- _Stored data_
>>>
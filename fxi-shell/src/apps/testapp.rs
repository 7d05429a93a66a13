//! Exercises the main list, the monitor and the prompt with generated data.

use std::sync::Arc;
use std::time::Duration;

use anyhow::Context;
use fxi_api::{Record, Value};
use fxi_kernel::{Application, CommandRegistry};
use rand::Rng;
use rand::seq::SliceRandom;

use super::{AppContext, AppModule};

const ROWS: usize = 200;
const MONITOR_LINES: usize = 250;
const DETAIL_ROWS: usize = 5;

const WORDS: &[&str] = &[
    "queue", "worker", "monitor", "slot", "thread", "image", "render", "tab", "shell", "line",
    "page", "entry", "table", "status", "prompt", "command", "signal", "window", "buffer",
    "cursor", "frame", "panel", "header", "column", "marker", "reader", "loading", "network",
];

pub struct TestApp;

impl AppModule for TestApp {
    fn name(&self) -> &'static str {
        "testapp"
    }

    fn description(&self) -> &'static str {
        "Generated data for trying out the shell"
    }

    fn commands(&self, _ctx: &AppContext) -> CommandRegistry {
        let mut commands = CommandRegistry::new();
        commands
            .register("sleep", Some("Sleep for <n> seconds"), cmd_sleep)
            .register("monitor", Some("Write some garbage into a monitor"), cmd_monitor)
            .register("details", Some("List [n] words and fill in details later"), cmd_details)
            .register("ask", Some("Ask <question> and show the answer"), cmd_ask);
        commands
    }

    fn init(&self, app: &Arc<Application>) -> anyhow::Result<()> {
        app.create_table(
            vec![
                vec!["phrase".to_string()],
                vec!["count".to_string(), "rand".to_string()],
                vec!["word".to_string()],
            ],
            vec!["Phrase".to_string(), String::new(), "Word".to_string()],
        );
        Ok(())
    }

    fn render(&self, app: &Arc<Application>) {
        app.heading("Test App");
        if let Some(table) = app.main_list() {
            table.render(fake_rows(ROWS));
        }
    }
}

fn fake_rows(count: usize) -> Vec<Record> {
    let mut rng = rand::thread_rng();
    (0..count)
        .map(|_| {
            let num_words = rng.gen_range(1..=5);
            let phrase: Vec<&str> = WORDS.choose_multiple(&mut rng, num_words).copied().collect();
            let word = WORDS.choose(&mut rng).copied().unwrap_or_default();

            let mut row = Record::new();
            row.insert("phrase".into(), Value::from(phrase.join(" ")));
            row.insert("count".into(), Value::from(num_words));
            row.insert("rand".into(), Value::Int(rng.gen_range(0..=100)));
            row.insert("word".into(), Value::from(word));
            row
        })
        .collect()
}

fn cmd_sleep(app: &Arc<Application>, args: &[String]) -> anyhow::Result<()> {
    let seconds: u64 = args
        .first()
        .context("usage: sleep <n>")?
        .parse()
        .context("sleep: <n> must be a whole number of seconds")?;

    app.info(Some(&format!("Sleeping for {} seconds", seconds)));
    std::thread::sleep(Duration::from_secs(seconds));
    app.info(Some("Woke up!"));
    Ok(())
}

fn cmd_monitor(app: &Arc<Application>, _args: &[String]) -> anyhow::Result<()> {
    let monitor = app.open_monitor(None);
    let mut rng = rand::thread_rng();
    for i in 0..MONITOR_LINES {
        if !app.is_alive() || !monitor.is_alive() {
            return Ok(());
        }
        let indent = rng.gen_range(0..=3);
        monitor.write_line(format!("Line {} (indentation={})", i, indent), indent);
        std::thread::sleep(Duration::from_millis(rng.gen_range(0..=10) * 100));
    }
    monitor.close();
    Ok(())
}

fn cmd_details(app: &Arc<Application>, args: &[String]) -> anyhow::Result<()> {
    let count = args
        .first()
        .map(|n| n.parse::<usize>())
        .transpose()
        .context("details: [n] must be a whole number")?
        .unwrap_or(DETAIL_ROWS);

    let monitor = app.open_monitor(Some("Details"));
    let mut rng = rand::thread_rng();
    for word in WORDS.choose_multiple(&mut rng, count) {
        monitor.write(*word);
        let frame = monitor.add_frame_slot();
        let score: u32 = rng.gen_range(10..=99);
        let votes: u32 = rng.gen_range(1..=5000);
        let related: Vec<&str> = WORDS.choose_multiple(&mut rng, 3).copied().collect();

        app.enqueue(format!("details {}", word), move || {
            // Uneven delays so details arrive out of order.
            std::thread::sleep(Duration::from_millis(u64::from(votes % 7) * 5));
            frame.write_line(format!("{}.{} ({} votes)", score / 10, score % 10, votes), 1);
            frame.write_line(related.join(", "), 1);
            Ok(())
        });
    }
    Ok(())
}

fn cmd_ask(app: &Arc<Application>, args: &[String]) -> anyhow::Result<()> {
    let question = args.join(" ");
    let answer = app.env().prompt.ask(&question, false);
    app.info(answer.as_deref());
    Ok(())
}

#[cfg(test)]
mod tests {
    use super::super::launch;
    use super::super::test_env::{MapFetcher, context, env, env_with, eventually};
    use super::*;
    use fxi_api::ShellEvent;
    use fxi_kernel::Prompt;

    struct Echo;

    impl Prompt for Echo {
        fn ask(&self, question: &str, _hidden: bool) -> Option<String> {
            Some(format!("answer to {}", question))
        }
    }

    fn statuses(rx: &mut tokio::sync::broadcast::Receiver<ShellEvent>) -> Vec<Option<String>> {
        std::iter::from_fn(|| rx.try_recv().ok())
            .filter_map(|e| match e {
                ShellEvent::Status { message, .. } => Some(message),
                _ => None,
            })
            .collect()
    }

    #[test]
    fn test_renders_generated_table() {
        let t = env();
        let app = launch(&TestApp, t.env.clone(), &context()).unwrap();
        let table = app.main_list().unwrap();
        assert_eq!(table.len(), ROWS);

        for entry in table.entries() {
            let count = match entry.data()["count"] {
                Value::Int(n) => n,
                ref other => panic!("count is {:?}", other),
            };
            assert!((1..=5).contains(&count));
            let phrase = entry.data()["phrase"].to_string();
            assert_eq!(phrase.split(' ').count() as i64, count);
        }
    }

    #[test]
    fn test_sleep_reports_status() {
        let mut t = env();
        let app = launch(&TestApp, t.env.clone(), &context()).unwrap();
        app.handle_command("sleep", vec!["0".into()]).unwrap().join().unwrap();
        assert_eq!(
            statuses(&mut t.events),
            vec![Some("Sleeping for 0 seconds".into()), Some("Woke up!".into())]
        );
    }

    #[test]
    fn test_sleep_without_number_fails_cleanly() {
        let mut t = env();
        let app = launch(&TestApp, t.env.clone(), &context()).unwrap();
        app.handle_command("sleep", vec!["soon".into()]).unwrap().join().unwrap();
        let failed = std::iter::from_fn(|| t.events.try_recv().ok())
            .any(|e| matches!(e, ShellEvent::CommandFailed { command, .. } if command == "sleep"));
        assert!(failed);
        assert!(app.is_alive());
    }

    #[test]
    fn test_ask_shows_answer() {
        let mut t = env_with(MapFetcher::default(), Arc::new(Echo));
        let app = launch(&TestApp, t.env.clone(), &context()).unwrap();
        app.handle_command("ask", vec!["why".into(), "not".into()])
            .unwrap()
            .join()
            .unwrap();
        assert_eq!(statuses(&mut t.events), vec![Some("answer to why not".into())]);
    }

    #[test]
    fn test_details_fill_frames_in_place() {
        let t = env();
        let app = launch(&TestApp, t.env.clone(), &context()).unwrap();
        app.handle_command("details", vec!["4".into()]).unwrap().join().unwrap();
        let monitor = app.current_monitor().unwrap();

        assert!(eventually(|| monitor
            .lines()
            .iter()
            .filter(|line| matches!(line, fxi_api::Line::Frame { .. }))
            .all(|frame| frame.children().len() == 2)));

        let lines = monitor.lines();
        assert_eq!(lines.len(), 1 + 4 * 2);
        assert_eq!(lines[0].text(), Some("Details"));
        for pair in lines[1..].chunks(2) {
            assert!(WORDS.contains(&pair[0].text().unwrap()));
            let details = pair[1].children();
            assert!(details[0].text().unwrap().ends_with(" votes)"));
            assert_eq!(details[1].text().unwrap().split(", ").count(), 3);
        }
    }

    #[test]
    fn test_details_after_close_are_dropped() {
        let t = env();
        let app = launch(&TestApp, t.env.clone(), &context()).unwrap();
        app.handle_command("details", vec![]).unwrap().join().unwrap();
        let monitor = app.current_monitor().unwrap();
        app.close_monitor();

        assert!(eventually(|| app.tasks().stats().completed == DETAIL_ROWS as u64));
        assert_eq!(monitor.line_count(), 0);
    }

    #[test]
    fn test_monitor_stops_when_closed() {
        let t = env();
        let app = launch(&TestApp, t.env.clone(), &context()).unwrap();
        let handle = app.handle_command("monitor", vec![]).unwrap();

        assert!(eventually(|| app
            .current_monitor()
            .is_some_and(|m| m.line_count() > 0)));
        let monitor = app.current_monitor().unwrap();
        app.close_monitor();
        handle.join().unwrap();

        assert!(!monitor.is_alive());
        assert_eq!(monitor.line_count(), 0);
    }
}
<<<
- _Action item_
Your answer should consist of the lines above that hold the word "must".

- _Response_
        .context("sleep: <n> must be a whole number of seconds")?;
        .context("details: [n] must be a whole number")?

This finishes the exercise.